Microsoft (R) Windows Debugger Version 6.9.0003.113 X86
Copyright (c) Microsoft Corporation. All rights reserved.

Loading Dump File [C:\WINDOWS\NO3GBMEMORY.DMP]
Kernel Complete Dump File: Full address space is available

Symbol search path is: SRV*C:\SYMBOLS*http://msdl.microsoft.com/downloads/symbols
Executable search path is: 
Windows XP Kernel Version 2600 (Service Pack 3) MP (2 procs) Free x86 compatible
Product: WinNt, suite: TerminalServer SingleUserTS
Built by: 2600.xpsp.080413-2111
Kernel base = 0x804d7000 PsLoadedModuleList = 0x8055d720
Debug session time: Thu May 15 12:58:35.741 2008 (GMT-5)
System Uptime: 0 days 1:54:45.750

As we can see in this output, the Kernel Base is at 0x804D7000 – inside the range for the Kernel on a system without /3GB.

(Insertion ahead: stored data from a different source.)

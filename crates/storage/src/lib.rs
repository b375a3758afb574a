#![forbid(unsafe_code)]

pub mod repository;
pub mod sqlite;

pub use repository::{FlashcardStore, InMemoryRepository, Storage, StorageError};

So there you have it – three different ways to find out whether or not a system is configured with the /3GB switch using different tools.  That brings us to the end of this Two Minute Drill.  Until next time …

- CC Hameed

Share this post :
Your comment has been posted.   Close
Thank you, your comment requires moderation so it may take a while to appear.   Close
Leave a Comment
  • You can also use WMI as follows.

    wmic /node:<insert_server_name> OS get MaxProcessMemorySize

    if the value is larger than 2097024 (KB), then user mode processes get more than 2GB. I.e. /3GB is in use.

  • Hi,

    I think you may have a typo above where you say "memory range on a 32-bit system ranged from 0x80000000 to 0xFFFFFFFF on a system without /3GB and 0xC0000000 to 0xFFFFFFFF on a system with /3GB enabled" shouldn't that be 0xBFFFFFFF without /3GB?

    Anthony

  • I'm still a bit confused overall in using the /3GB switch. If I have Win XP SP2 with 4 GB of RAM, my system only shows 3 GB in Windows, by using the /3GB will it help me in any way? I tried it once and I still have 3 GB available.

  • Actually Gis, /3GB will have no effect on the amount of memory being shown by Windows. The reason for the descrepency is totally different. See my previous blog post "Dude, where's my RAM?" for more info:

    http://blogs.technet.com/askperf/archive/2007/04/13/memory-management-dude-where-s-my-ram.aspx

  • Tomothy. I guess that's why Dell, HP and others sell 3GB systems instead of 4. But if I ever go 64-bit I'll have the advantage then. Someone else [not here] said, my mobo series doesn't like mixing memory sizes [i.e. 2 X 1GB and 2 X 0.5GB modules].